Exercise ▸ Each record below should be set down exactly.

Records from a collection
--
use crate::models::domain::{Course, EventFormat, OptInAttributes, PartnerRef};
use serde::{Deserialize, Serialize};
use validator::{Validate, ValidationError};

/// Request to opt in to an event
#[derive(Debug, Clone, Default, Serialize, Deserialize, Validate)]
#[validate(schema(function = "validate_partner_ref"))]
pub struct OptInRequest {
    #[validate(length(min = 1))]
    #[serde(alias = "partner_id", rename = "partnerId", default)]
    pub partner_id: Option<String>,
    #[validate(email)]
    #[serde(alias = "partner_email", rename = "partnerEmail", default)]
    pub partner_email: Option<String>,
    #[serde(alias = "hosting_available", rename = "hostingAvailable")]
    pub hosting_available: bool,
    #[validate(length(min = 1, max = 500))]
    #[serde(alias = "match_address", rename = "matchAddress", default)]
    pub match_address: Option<String>,
    #[validate(length(max = 20))]
    #[serde(alias = "dietary_restrictions", rename = "dietaryRestrictions", default)]
    pub dietary_restrictions: Vec<String>,
    #[validate(length(max = 50))]
    #[serde(default)]
    pub interests: Vec<String>,
    #[serde(alias = "course_preference", rename = "coursePreference", default)]
    pub course_preference: Option<Course>,
}

fn validate_partner_ref(req: &OptInRequest) -> Result<(), ValidationError> {
    if req.partner_id.is_some() && req.partner_email.is_some() {
        return Err(ValidationError::new("partner_ref")
            .with_message("give either partnerId or partnerEmail, not both".into()));
    }
    Ok(())
}

impl OptInRequest {
    pub fn partner_ref(&self) -> Option<PartnerRef> {
        self.partner_id
            .clone()
            .map(PartnerRef::UserId)
            .or_else(|| self.partner_email.clone().map(PartnerRef::Email))
    }

    /// Tags are trimmed and lowercased so set comparisons are meaningful
    pub fn attributes(&self) -> OptInAttributes {
        OptInAttributes {
            hosting_available: self.hosting_available,
            dietary_restrictions: normalize_tags(&self.dietary_restrictions),
            interests: normalize_tags(&self.interests),
            match_address: self.match_address.clone(),
            course_preference: self.course_preference,
        }
    }
}

/// Request to schedule an event; sizes come from configuration
#[derive(Debug, Clone, Serialize, Deserialize)]
pub struct CreateEventRequest {
    pub format: EventFormat,
}

fn normalize_tags(tags: &[String]) -> std::collections::BTreeSet<String> {
    tags.iter()
        .map(|t| t.trim().to_lowercase())
        .filter(|t| !t.is_empty())
        .collect()
}

#[cfg(test)]
mod tests {
    use super::*;

    #[test]
    fn test_deserialize_camel_case() {
        let req: OptInRequest = serde_json::from_str(
            r#"{"partnerEmail":"sam@example.com","hostingAvailable":true,"interests":[" Jazz ","jazz","Wine"]}"#,
        )
        .unwrap();

        assert!(req.validate().is_ok());
        assert_eq!(req.partner_ref(), Some(PartnerRef::Email("sam@example.com".to_string())));

        let attrs = req.attributes();
        assert!(attrs.hosting_available);
        assert_eq!(attrs.interests.len(), 2);
        assert!(attrs.interests.contains("jazz"));
    }

    #[test]
    fn test_both_partner_fields_rejected() {
        let req = OptInRequest {
            partner_id: Some("u2".to_string()),
            partner_email: Some("u2@example.com".to_string()),
            ..Default::default()
        };
        assert!(req.validate().is_err());
    }

    #[test]
    fn test_invalid_email_rejected() {
        let req = OptInRequest {
            partner_email: Some("not-an-email".to_string()),
            ..Default::default()
        };
        assert!(req.validate().is_err());
    }
}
--
Exercise output ▸
use crate::models::domain::{Course, EventFormat, OptInAttributes, PartnerRef};
use serde::{Deserialize, Serialize};
use validator::{Validate, ValidationError};

/// Request to opt in to an event
#[derive(Debug, Clone, Default, Serialize, Deserialize, Validate)]
#[validate(schema(function = "validate_partner_ref"))]
pub struct OptInRequest {
    #[validate(length(min = 1))]
    #[serde(alias = "partner_id", rename = "partnerId", default)]
    pub partner_id: Option<String>,
    #[validate(email)]
    #[serde(alias = "partner_email", rename = "partnerEmail", default)]
    pub partner_email: Option<String>,
    #[serde(alias = "hosting_available", rename = "hostingAvailable")]
    pub hosting_available: bool,
    #[validate(length(min = 1, max = 500))]
    #[serde(alias = "match_address", rename = "matchAddress", default)]
    pub match_address: Option<String>,
    #[validate(length(max = 20))]
    #[serde(alias = "dietary_restrictions", rename = "dietaryRestrictions", default)]
    pub dietary_restrictions: Vec<String>,
    #[validate(length(max = 50))]
    #[serde(default)]
    pub interests: Vec<String>,
    #[serde(alias = "course_preference", rename = "coursePreference", default)]
    pub course_preference: Option<Course>,
}

fn validate_partner_ref(req: &OptInRequest) -> Result<(), ValidationError> {
    if req.partner_id.is_some() && req.partner_email.is_some() {
        return Err(ValidationError::new("partner_ref")
            .with_message("give either partnerId or partnerEmail, not both".into()));
    }
    Ok(())
}

impl OptInRequest {
    pub fn partner_ref(&self) -> Option<PartnerRef> {
        self.partner_id
            .clone()
            .map(PartnerRef::UserId)
            .or_else(|| self.partner_email.clone().map(PartnerRef::Email))
    }

    /// Tags are trimmed and lowercased so set comparisons are meaningful
    pub fn attributes(&self) -> OptInAttributes {
        OptInAttributes {
            hosting_available: self.hosting_available,
            dietary_restrictions: normalize_tags(&self.dietary_restrictions),
            interests: normalize_tags(&self.interests),
            match_address: self.match_address.clone(),
            course_preference: self.course_preference,
        }
    }
}

/// Request to schedule an event; sizes come from configuration
#[derive(Debug, Clone, Serialize, Deserialize)]
pub struct CreateEventRequest {
    pub format: EventFormat,
}

fn normalize_tags(tags: &[String]) -> std::collections::BTreeSet<String> {
    tags.iter()
        .map(|t| t.trim().to_lowercase())
        .filter(|t| !t.is_empty())
        .collect()
}

#[cfg(test)]
mod tests {
    use super::*;

    #[test]
    fn test_deserialize_camel_case() {
        let req: OptInRequest = serde_json::from_str(
            r#"{"partnerEmail":"sam@example.com","hostingAvailable":true,"interests":[" Jazz ","jazz","Wine"]}"#,
        )
        .unwrap();

        assert!(req.validate().is_ok());
        assert_eq!(req.partner_ref(), Some(PartnerRef::Email("sam@example.com".to_string())));

        let attrs = req.attributes();
        assert!(attrs.hosting_available);
        assert_eq!(attrs.interests.len(), 2);
        assert!(attrs.interests.contains("jazz"));
    }

    #[test]
    fn test_both_partner_fields_rejected() {
        let req = OptInRequest {
            partner_id: Some("u2".to_string()),
            partner_email: Some("u2@example.com".to_string()),
            ..Default::default()
        };
        assert!(req.validate().is_err());
    }

    #[test]
    fn test_invalid_email_rejected() {
        let req = OptInRequest {
            partner_email: Some("not-an-email".to_string()),
            ..Default::default()
        };
        assert!(req.validate().is_err());
    }
}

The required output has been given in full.